- _What you will do_
With nothing added and nothing dropped, write out all of the entries below.

*** Extracted data Section Begins ***

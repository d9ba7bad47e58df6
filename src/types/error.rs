use serde::ser::SerializeStruct;
use serde::{Serialize, Serializer};
use std::fmt::Display;

use super::consent::Field;

/// Errors visible to API callers.
///
/// Every variant serializes as `{ "error": <message> }`, store failures
/// also carry the underlying `cause`.
#[derive(Debug, Clone, PartialEq, Eq)]
pub enum Error {
    InvalidField(Field),
    InvalidBody { cause: String },
    NotAnArray,
    EmptyBatch,
    ConsentNotFound,
    RouteNotFound,
    RetrieveFailed { cause: String },
    CreateFailed { cause: String },
    UpdateFailed { cause: String },
}

impl Error {
    #[must_use]
    pub fn cause(&self) -> Option<&str> {
        match self {
            Self::InvalidBody { cause }
            | Self::RetrieveFailed { cause }
            | Self::CreateFailed { cause }
            | Self::UpdateFailed { cause } => Some(cause),
            _ => None,
        }
    }
}

impl Display for Error {
    fn fmt(&self, f: &mut std::fmt::Formatter<'_>) -> std::fmt::Result {
        match self {
            Error::InvalidField(field) => write!(f, "\"{}\" must be a string", field.label()),
            Error::InvalidBody { .. } => f.write_str("Invalid request body"),
            Error::NotAnArray => f.write_str(
                "to add many employee object, you need to enclose them with an array [{},].",
            ),
            Error::EmptyBatch => f.write_str("The request body is empty."),
            Error::ConsentNotFound => {
                f.write_str("Could not find consent with provided \"mobile phone\"")
            }
            Error::RouteNotFound => f.write_str("Not Found"),
            Error::RetrieveFailed { .. } => f.write_str("Could not retrieve consent"),
            Error::CreateFailed { .. } => f.write_str("Could not create askhr employee"),
            Error::UpdateFailed { .. } => f.write_str("Could not update askhr employee"),
        }
    }
}

impl Serialize for Error {
    fn serialize<S>(&self, serializer: S) -> Result<S::Ok, S::Error>
    where
        S: Serializer,
    {
        let cause = self.cause();
        let len = if cause.is_some() { 2 } else { 1 };

        let mut state = serializer.serialize_struct("Error", len)?;
        state.serialize_field("error", &self.to_string())?;
        if let Some(cause) = cause {
            state.serialize_field("cause", cause)?;
        }
        state.end()
    }
}

#[cfg(test)]
mod tests {
    use super::*;
    use serde_test::Token;

    #[track_caller]
    fn assert_message(value: &Error, message: &'static str) {
        serde_test::assert_ser_tokens(
            value,
            &[
                Token::Struct {
                    name: "Error",
                    len: 1,
                },
                Token::Str("error"),
                Token::Str(message),
                Token::StructEnd,
            ],
        );
    }

    #[test]
    fn test_serde_impl() {
        assert_message(&Error::InvalidField(Field::Name), "\"name\" must be a string");
        assert_message(
            &Error::InvalidField(Field::EmpNum),
            "\"employee number\" must be a string",
        );
        assert_message(&Error::EmptyBatch, "The request body is empty.");
        assert_message(&Error::RouteNotFound, "Not Found");
    }

    #[test]
    fn store_failures_carry_cause() {
        serde_test::assert_ser_tokens(
            &Error::RetrieveFailed {
                cause: "unhealthy store connection pool".into(),
            },
            &[
                Token::Struct {
                    name: "Error",
                    len: 2,
                },
                Token::Str("error"),
                Token::Str("Could not retrieve consent"),
                Token::Str("cause"),
                Token::Str("unhealthy store connection pool"),
                Token::StructEnd,
            ],
        );
    }
}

*** Extracted data Section Ends ***

- _Result of this exercise_
repository d9ba7bad47e58df6
filename src/types/error.rs
use serde::ser::SerializeStruct;
use serde::{Serialize, Serializer};
use std::fmt::Display;

use super::consent::Field;

/// Errors visible to API callers.
///
/// Every variant serializes as `{ "error": <message> }`, store failures
/// also carry the underlying `cause`.
#[derive(Debug, Clone, PartialEq, Eq)]
pub enum Error {
    InvalidField(Field),
    InvalidBody { cause: String },
    NotAnArray,
    EmptyBatch,
    ConsentNotFound,
    RouteNotFound,
    RetrieveFailed { cause: String },
    CreateFailed { cause: String },
    UpdateFailed { cause: String },
}

impl Error {
    #[must_use]
    pub fn cause(&self) -> Option<&str> {
        match self {
            Self::InvalidBody { cause }
            | Self::RetrieveFailed { cause }
            | Self::CreateFailed { cause }
            | Self::UpdateFailed { cause } => Some(cause),
            _ => None,
        }
    }
}

impl Display for Error {
    fn fmt(&self, f: &mut std::fmt::Formatter<'_>) -> std::fmt::Result {
        match self {
            Error::InvalidField(field) => write!(f, "\"{}\" must be a string", field.label()),
            Error::InvalidBody { .. } => f.write_str("Invalid request body"),
            Error::NotAnArray => f.write_str(
                "to add many employee object, you need to enclose them with an array [{},].",
            ),
            Error::EmptyBatch => f.write_str("The request body is empty."),
            Error::ConsentNotFound => {
                f.write_str("Could not find consent with provided \"mobile phone\"")
            }
            Error::RouteNotFound => f.write_str("Not Found"),
            Error::RetrieveFailed { .. } => f.write_str("Could not retrieve consent"),
            Error::CreateFailed { .. } => f.write_str("Could not create askhr employee"),
            Error::UpdateFailed { .. } => f.write_str("Could not update askhr employee"),
        }
    }
}

impl Serialize for Error {
    fn serialize<S>(&self, serializer: S) -> Result<S::Ok, S::Error>
    where
        S: Serializer,
    {
        let cause = self.cause();
        let len = if cause.is_some() { 2 } else { 1 };

        let mut state = serializer.serialize_struct("Error", len)?;
        state.serialize_field("error", &self.to_string())?;
        if let Some(cause) = cause {
            state.serialize_field("cause", cause)?;
        }
        state.end()
    }
}

#[cfg(test)]
mod tests {
    use super::*;
    use serde_test::Token;

    #[track_caller]
    fn assert_message(value: &Error, message: &'static str) {
        serde_test::assert_ser_tokens(
            value,
            &[
                Token::Struct {
                    name: "Error",
                    len: 1,
                },
                Token::Str("error"),
                Token::Str(message),
                Token::StructEnd,
            ],
        );
    }

    #[test]
    fn test_serde_impl() {
        assert_message(&Error::InvalidField(Field::Name), "\"name\" must be a string");
        assert_message(
            &Error::InvalidField(Field::EmpNum),
            "\"employee number\" must be a string",
        );
        assert_message(&Error::EmptyBatch, "The request body is empty.");
        assert_message(&Error::RouteNotFound, "Not Found");
    }

    #[test]
    fn store_failures_carry_cause() {
        serde_test::assert_ser_tokens(
            &Error::RetrieveFailed {
                cause: "unhealthy store connection pool".into(),
            },
            &[
                Token::Struct {
                    name: "Error",
                    len: 2,
                },
                Token::Str("error"),
                Token::Str("Could not retrieve consent"),
                Token::Str("cause"),
                Token::Str("unhealthy store connection pool"),
                Token::StructEnd,
            ],
        );
    }
}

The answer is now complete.